There seem to be a lot of articles around right now about book-apps. Are they the future? Or are they hurting our ability to imagine? Are they more immersive? Or are they an interesting sideline but no mainstream? Reading these articles, and their comments, reveals a definite schism in viewpoint, between those who are excited – perhaps too excited – by a digital future of video and audio-rich content; and those for whom reading is a precious, fragile thing that we cannot afford to lose.
The Future is Here Already
An argument often touted by the pro-camp is that the internet, and multi-media content in general, is all about reading. People are reading, if such a thing can be measured, more than they ever have before: only they’re reading differently – in snippets and bursts, skidding from point to point, article to article.
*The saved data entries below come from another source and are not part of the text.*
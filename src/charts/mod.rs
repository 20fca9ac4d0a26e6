//! Charts module - Chart model, interactive plotting and static rendering

mod model;
mod palette;
mod plotter;
mod presenter;
mod renderer;

pub use model::Chart;
pub use palette::heat_color;
pub use plotter::{color32, ChartPlotter};
pub use presenter::ChartPresenter;
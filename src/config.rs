//! Analysis Settings
//! Fixed run settings with an optional JSON override file.

use serde::Deserialize;
use std::path::{Path, PathBuf};
use thiserror::Error;

/// Dataset read when no override is present.
pub const DEFAULT_INPUT: &str = "Unemployment_in_India.csv";

#[derive(Error, Debug)]
pub enum ConfigError {
    #[error("Failed to read config file: {0}")]
    Io(#[from] std::io::Error),
    #[error("Invalid config file: {0}")]
    Json(#[from] serde_json::Error),
    #[error("Invalid setting: {0}")]
    Invalid(String),
}

/// How charts are shown once rendered.
#[derive(Debug, Clone, Copy, PartialEq, Eq, Default, Deserialize)]
#[serde(rename_all = "lowercase")]
pub enum DisplayMode {
    /// One blocking window per chart
    #[default]
    Interactive,
    /// Render off-screen only
    Headless,
}

/// Settings for one analysis run.
#[derive(Debug, Clone, PartialEq, Deserialize)]
#[serde(default)]
pub struct AnalysisConfig {
    pub input_path: PathBuf,
    pub display: DisplayMode,
    /// Directory for PNG copies of every chart; nothing is written when unset.
    pub chart_dir: Option<PathBuf>,
    pub chart_width: u32,
    pub chart_height: u32,
    pub top_n: usize,
}

impl Default for AnalysisConfig {
    fn default() -> Self {
        Self {
            input_path: PathBuf::from(DEFAULT_INPUT),
            display: DisplayMode::Interactive,
            chart_dir: None,
            chart_width: 1200,
            chart_height: 600,
            top_n: 5,
        }
    }
}

impl AnalysisConfig {
    /// Override file looked up in the working directory.
    pub const FILE_NAME: &'static str = "unemployment_eda.json";

    /// Load settings from `path`, falling back to defaults when the file is absent.
    pub fn load_or_default(path: &Path) -> Result<Self, ConfigError> {
        if !path.exists() {
            log::debug!("No {} found, using default settings", path.display());
            return Ok(Self::default());
        }

        let text = std::fs::read_to_string(path)?;
        let config = Self::from_json(&text)?;
        log::info!("Loaded settings from {}", path.display());
        Ok(config)
    }

    /// Parse and validate settings from JSON text. Missing fields keep their defaults.
    pub fn from_json(text: &str) -> Result<Self, ConfigError> {
        let config: Self = serde_json::from_str(text)?;
        config.validate()?;
        Ok(config)
    }

    fn validate(&self) -> Result<(), ConfigError> {
        if self.chart_width == 0 || self.chart_height == 0 {
            return Err(ConfigError::Invalid(format!(
                "chart size must be positive, got {}x{}",
                self.chart_width, self.chart_height
            )));
        }
        if self.top_n == 0 {
            return Err(ConfigError::Invalid("top_n must be at least 1".into()));
        }
        Ok(())
    }
}
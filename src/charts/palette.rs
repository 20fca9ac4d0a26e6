//! Chart Colors
//! Series palette and the diverging heatmap scale, as plain RGB triples.

pub type Rgb = (u8, u8, u8);

pub const URBAN_COLOR: Rgb = (52, 152, 219); // Blue
pub const RURAL_COLOR: Rgb = (231, 76, 60); // Red

pub const PALETTE: [Rgb; 10] = [
    (52, 152, 219),  // Blue
    (231, 76, 60),   // Red
    (46, 204, 113),  // Green
    (155, 89, 182),  // Purple
    (243, 156, 18),  // Orange
    (26, 188, 156),  // Teal
    (233, 30, 99),   // Pink
    (0, 188, 212),   // Cyan
    (121, 85, 72),   // Brown
    (96, 125, 139),  // Blue Grey
];

/// Red-yellow-blue, reversed: blue for low values, red for high.
const RD_YL_BU_R: [Rgb; 11] = [
    (49, 54, 149),
    (69, 117, 180),
    (116, 173, 209),
    (171, 217, 233),
    (224, 243, 248),
    (255, 255, 191),
    (254, 224, 144),
    (253, 174, 97),
    (244, 109, 67),
    (215, 48, 39),
    (165, 0, 38),
];

/// Color for the n-th series.
pub fn series_color(index: usize) -> Rgb {
    PALETTE[index % PALETTE.len()]
}

/// Position of `value` within `[min, max]`, clamped to 0..=1.
/// A degenerate range maps everything to the middle of the scale.
pub fn normalize(value: f64, min: f64, max: f64) -> f64 {
    let span = max - min;
    if !span.is_finite() || span <= f64::EPSILON {
        return 0.5;
    }
    ((value - min) / span).clamp(0.0, 1.0)
}

/// Heatmap color for a position in 0..=1, linearly interpolated between stops.
pub fn heat_color(t: f64) -> Rgb {
    let t = if t.is_nan() { 0.5 } else { t.clamp(0.0, 1.0) };
    let scaled = t * (RD_YL_BU_R.len() - 1) as f64;
    let lower = scaled.floor() as usize;
    let upper = (lower + 1).min(RD_YL_BU_R.len() - 1);
    let frac = scaled - lower as f64;

    let (r0, g0, b0) = RD_YL_BU_R[lower];
    let (r1, g1, b1) = RD_YL_BU_R[upper];
    let mix = |a: u8, b: u8| (a as f64 + (b as f64 - a as f64) * frac).round() as u8;
    (mix(r0, r1), mix(g0, g1), mix(b0, b1))
}

#[cfg(test)]
mod tests {
    use super::*;

    #[test]
    fn scale_runs_blue_to_red() {
        assert_eq!(heat_color(0.0), (49, 54, 149));
        assert_eq!(heat_color(1.0), (165, 0, 38));
        assert_eq!(heat_color(0.5), (255, 255, 191));
    }

    #[test]
    fn degenerate_range_maps_to_middle() {
        assert_eq!(normalize(3.0, 3.0, 3.0), 0.5);
        assert_eq!(normalize(5.0, 0.0, 10.0), 0.5);
        assert_eq!(normalize(-1.0, 0.0, 10.0), 0.0);
    }

    #[test]
    fn palette_wraps() {
        assert_eq!(series_color(0), series_color(PALETTE.len()));
    }
}
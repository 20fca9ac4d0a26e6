//! Console Report Module
//! Text output for table inspection, the Covid comparison and the region summary.

use crate::data::DataCleaner;
use crate::stats::{CovidImpact, RegionSummary};
use polars::prelude::*;

const PREVIEW_ROWS: usize = 5;

/// Percentage with two decimals. `NaN` prints as `NaN%`.
pub fn format_percent(value: f64) -> String {
    format!("{:.2}%", value)
}

/// The two Covid comparison lines, before then during.
pub fn covid_lines(impact: &CovidImpact) -> [String; 2] {
    [
        format!(
            "Mean Unemployment Rate before Covid (before Mar 2020): {}",
            format_percent(impact.before)
        ),
        format!(
            "Mean Unemployment Rate during Covid (Mar 2020 - Jun 2020): {}",
            format_percent(impact.during)
        ),
    ]
}

pub fn print_covid_impact(impact: &CovidImpact) {
    for line in covid_lines(impact) {
        println!("{}", line);
    }
}

/// Column name, dtype and non-null count per column.
pub fn schema_lines(df: &DataFrame) -> Vec<String> {
    let name_width = df
        .get_column_names()
        .iter()
        .map(|name| name.len())
        .max()
        .unwrap_or(0)
        .max("Column".len());

    let mut lines = vec![format!(
        "{:<name_width$}  {:>14}  {}",
        "Column", "Non-Null Count", "Dtype"
    )];
    for column in df.get_columns() {
        let non_null = column.len() - column.null_count();
        lines.push(format!(
            "{:<name_width$}  {:>14}  {}",
            column.name().as_str(),
            format!("{} non-null", non_null),
            column.dtype()
        ));
    }
    lines
}

/// Print the first rows, shape, schema and missing counts of a table.
pub fn print_overview(df: &DataFrame) {
    println!("First {} rows:", PREVIEW_ROWS);
    println!("{}", df.head(Some(PREVIEW_ROWS)));

    println!("\nInfo:");
    println!("{} rows, {} columns", df.height(), df.width());
    for line in schema_lines(df) {
        println!("{}", line);
    }

    println!("\nMissing values per column:");
    for (name, missing) in DataCleaner::missing_counts(df) {
        println!("{}: {}", name, missing);
    }
}

pub fn print_duplicates(count: usize) {
    println!("\nDuplicate rows: {}", count);
}

/// Aligned `region | min | mean | max` table, one line per region.
pub fn region_summary_lines(summary: &[RegionSummary]) -> Vec<String> {
    let region_width = summary
        .iter()
        .map(|s| s.region.len())
        .max()
        .unwrap_or(0)
        .max("region".len());

    let mut lines = vec![format!(
        "{:<region_width$} | {:>8} | {:>8} | {:>8}",
        "region", "min", "mean", "max"
    )];
    for s in summary {
        lines.push(format!(
            "{:<region_width$} | {:>8.2} | {:>8.2} | {:>8.2}",
            s.region, s.min, s.mean, s.max
        ));
    }
    lines
}

pub fn print_region_summary(summary: &[RegionSummary]) {
    println!("\nState-wise Unemployment Rate Summary (min, mean, max):");
    for line in region_summary_lines(summary) {
        println!("{}", line);
    }
}
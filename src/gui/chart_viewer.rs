//! Chart Viewer Widget
//! Chart card with title, optional color scale and the interactive plot.

use crate::charts::{color32, heat_color, Chart, ChartPlotter};
use egui::{RichText, Sense};

const CARD_MARGIN: f32 = 12.0;
const FOOTER_HEIGHT: f32 = 40.0;
const COLORBAR_STEPS: usize = 48;

/// What the user asked for on the last frame.
#[derive(Debug, Clone, Copy, PartialEq, Eq)]
pub enum ViewerAction {
    None,
    Next,
}

/// Draws a single chart filling the available space.
pub struct ChartViewer {
    chart: Chart,
}

impl ChartViewer {
    pub fn new(chart: Chart) -> Self {
        Self { chart }
    }

    pub fn chart(&self) -> &Chart {
        &self.chart
    }

    pub fn show(&mut self, ui: &mut egui::Ui) -> ViewerAction {
        let mut action = ViewerAction::None;

        egui::Frame::none()
            .rounding(8.0)
            .fill(ui.visuals().widgets.noninteractive.bg_fill)
            .inner_margin(CARD_MARGIN)
            .show(ui, |ui| {
                ui.vertical(|ui| {
                    ui.label(RichText::new(&self.chart.title).size(18.0).strong());
                    ui.add_space(6.0);

                    if let Some((min, max)) = self.chart.value_range() {
                        Self::draw_color_scale(ui, min, max);
                        ui.add_space(6.0);
                    }

                    let plot_height = (ui.available_height() - FOOTER_HEIGHT).max(200.0);
                    ChartPlotter::draw_chart(ui, &self.chart, plot_height);

                    ui.add_space(8.0);
                    ui.horizontal(|ui| {
                        if ui.button(RichText::new("Next ▶").size(14.0)).clicked() {
                            action = ViewerAction::Next;
                        }
                        ui.label(RichText::new("or close the window to continue").weak());
                    });
                });
            });

        action
    }

    /// Horizontal gradient strip with min and max labels.
    fn draw_color_scale(ui: &mut egui::Ui, min: f64, max: f64) {
        ui.horizontal(|ui| {
            ui.label(format!("{:.1}", min));
            let (rect, _) = ui.allocate_exact_size(egui::vec2(240.0, 14.0), Sense::hover());
            let step = rect.width() / COLORBAR_STEPS as f32;
            for i in 0..COLORBAR_STEPS {
                let t = i as f64 / (COLORBAR_STEPS - 1) as f64;
                let x = rect.left() + step * i as f32;
                let cell = egui::Rect::from_min_max(
                    egui::pos2(x, rect.top()),
                    egui::pos2(x + step + 0.5, rect.bottom()),
                );
                ui.painter().rect_filled(cell, 0.0, color32(heat_color(t)));
            }
            ui.label(format!("{:.1}", max));
        });
    }
}
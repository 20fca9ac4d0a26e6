//! Chart Window
//! Native window holding one chart until the user moves on.

use crate::charts::Chart;
use crate::gui::chart_viewer::{ChartViewer, ViewerAction};
use eframe::egui;

const MIN_WIDTH: f32 = 640.0;
const MIN_HEIGHT: f32 = 400.0;

pub struct ChartWindow {
    viewer: ChartViewer,
}

impl ChartWindow {
    pub fn new(_cc: &eframe::CreationContext<'_>, chart: Chart) -> Self {
        Self {
            viewer: ChartViewer::new(chart),
        }
    }

    /// Open a window for `chart` and return once it is closed.
    pub fn show_blocking(chart: &Chart, width: f32, height: f32) -> eframe::Result<()> {
        let options = eframe::NativeOptions {
            viewport: egui::ViewportBuilder::default()
                .with_inner_size([width.max(MIN_WIDTH), height.max(MIN_HEIGHT) + 90.0])
                .with_min_inner_size([MIN_WIDTH, MIN_HEIGHT])
                .with_title(chart.title.as_str()),
            ..Default::default()
        };

        log::debug!("Opening chart window: {}", chart.title);
        let chart = chart.clone();
        eframe::run_native(
            "Unemployment EDA",
            options,
            Box::new(move |cc| Ok(Box::new(ChartWindow::new(cc, chart)))),
        )
    }
}

impl eframe::App for ChartWindow {
    fn update(&mut self, ctx: &egui::Context, _frame: &mut eframe::Frame) {
        egui::CentralPanel::default().show(ctx, |ui| {
            if self.viewer.show(ui) == ViewerAction::Next {
                log::debug!("Leaving chart: {}", self.viewer.chart().title);
                ctx.send_viewport_cmd(egui::ViewportCommand::Close);
            }
        });
    }
}
use crate::graph::Value;
use num_traits::Float;

/// The base trait for all neural network modules (neurons, layers, containers).
///
/// A module is a composition of trainable leaf nodes living in some graph
/// arena. The trait exposes the flattened parameter list for an external
/// optimizer (which reads each parameter's `grad()`, updates its value with
/// `set_data`, and then calls [`Module::zero_grad`]). It does not prescribe
/// a forward signature, since output arity differs per module kind.
pub trait Module<'g, F: Float + 'g> {
    /// Returns every trainable parameter of the module, flattened in
    /// insertion order (weights before bias, neuron by neuron, layer by
    /// layer for the composite modules).
    fn parameters(&self) -> Vec<Value<'g, F>>;

    /// Resets the gradient of all parameters to zero.
    ///
    /// Required between backward passes when gradients should not
    /// accumulate across training iterations.
    fn zero_grad(&self) {
        for parameter in self.parameters() {
            parameter.zero_grad();
        }
    }
}

#[cfg(test)]
mod tests {
    use super::*;
    use crate::graph::{Graph, Value};

    struct PairModule<'g> {
        a: Value<'g, f64>,
        b: Value<'g, f64>,
    }

    impl<'g> Module<'g, f64> for PairModule<'g> {
        fn parameters(&self) -> Vec<Value<'g, f64>> {
            vec![self.a, self.b]
        }
    }

    #[test]
    fn test_default_zero_grad_covers_all_parameters() {
        let g = Graph::new();
        let module = PairModule {
            a: g.value(1.0),
            b: g.value(2.0),
        };
        let loss = module.a.mul(module.b);
        loss.backward();
        assert_eq!(module.a.grad(), 2.0);
        assert_eq!(module.b.grad(), 1.0);

        module.zero_grad();
        assert_eq!(module.a.grad(), 0.0);
        assert_eq!(module.b.grad(), 0.0);
        // Non-parameter nodes are untouched.
        assert_eq!(loss.grad(), 1.0);
    }
}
Of course, the same example is used by the negative camp, as a reflection of our diminished attention spans, our inability to read long books. So where’s the truth?
And while there seems to be popular acceptance for enhanced textbooks and children’s book apps, what about narrative fiction? Perfect form, or sacred cow?
The discussion often raises the spectre of CD-ROMs: produced to great hype in the Nineties and destined to produce a digital future which never took off. The CD-ROM, one commenter tells us, has been reduced to a footnote. That seems a little unjust, however: the structure of the modern Web is based directly on the model laid out by the authors of CD-ROMs. What those products lacked, and what gave Wikipedia the killer edge over Encarta, was the network effect. CD-ROMs didn’t fail because they were too digital: rather, they weren’t digital enough.
Narrative is different, of course. Narrative is linear, “hard-coded”; there’s no obvious benefit to networking a narrative, and there are some obvious costs. A reader of a novel has a single point of focus – the written line of text. Adding a video causes a conflict. Where should the reader look? Do we want them to lift their eyes off the page as they try to decide? And adding background effects – spot sounds, for example, screams and clattering carriage wheels – surely that detracts from the imaginative world of the book?
And what about messing with linearity itself? Can narratives survive being scattered and reformed in whatever order a reader might decide?
There’s no blanket answer to these questions. It’s pretty clear they cover a wide spectrum. Are spot sound-effects really different than spot-illustrations? Do they affect the reading process any differently than, say, than E. H. Shepard’s wonderful drawings for Winnie The Pooh? What if our sound designer is talented, soulful, with a good understanding of the text? Do we need sound-effects in text? Probably not. Do we need illustrations? No. Do they add value to the experience? They can do, yes. Do they make it more immersive? Hard to say. Tell you what, let’s just say good when we like what we see, and bad when we don’t, perhaps?
Enhancements can be badly done. Really badly done. They can be distracting, confusing, messy; they can be pointless, soulless. A lot of what’s been done with enhancing digital books has failed because, it seems, no-one thought to carefully about how the reader was going to feel about it all. In fact, working out how enhance a book well is probably a much harder problem than the technical business of doing it. But do it well — and maybe you get The Waste Land.
The issue of focus is, to my mind, a more serious one. Including a video does distract from text – and while it may well be appropriate in non-fiction, it’s hard to imagine a world in which video embedded alongside text isn’t a gimmick. But that said, video as a transition between sections of text, like the cutaways of locations used in film and TV to introduce a change of location, could easily become as frequent, as normal, as a atmospheric quote at the start of a chapter. Again, do we need this? No. Could it add value? I don’t see why not.
What about non-linearity? This is thorny. After all, reading is inherently linear – and when it isn’t, like on the Web, it can be unsatisfying, hard to sustain, idle. If you’re reading this blog, you probably know that with Frankenstein, we’ve introduced interactivity into the heart of our text. I can see that raising eyebrows on both sides of the enhancement divide. After all, now you can’t read the novel as a novel, even if you mute the audio and ignore any widgets that might come your way. That sounds bad.
Except, this isn’t a novel. It’s an inklebook.
In Frankenstein, the reader is in conversation with the protagonist. Not occasionally – all the time. That’s how the book is read. Where on a Kindle you’d press the “next page” button, here you offer Frankenstein a piece of advice, or ask him a question. It’s not an enhancement, it’s a different medium. You might hate it – that’s your call! – but I don’t think you can argue “it’s a book done badly” or it’s an unnecessary enhancement. Without the functional part there is no story, no book, and Dave Morris can’t tell his tale.
In short, Frankenstein is not an enhanced book. But it is a book.
With the interactivity – with the flow, the conversation between reader and narrator, the give and take of reading and speaking – the story unravels beneath your fingertips. It’s part-novel, part improvisational theatre.
But, at the same time as being a new way of reading, Frankenstein is also not about the technology. If we’ve done our job well – and I hope we have – then you won’t notice that there’s an app there at all. You won’t be distracted because you’ll just be reading a story. One that we hope is immersive, by which I mean, good.
And it’s got some illustrations. We like them, they add to the mood. Call them enhancements, but only if you must.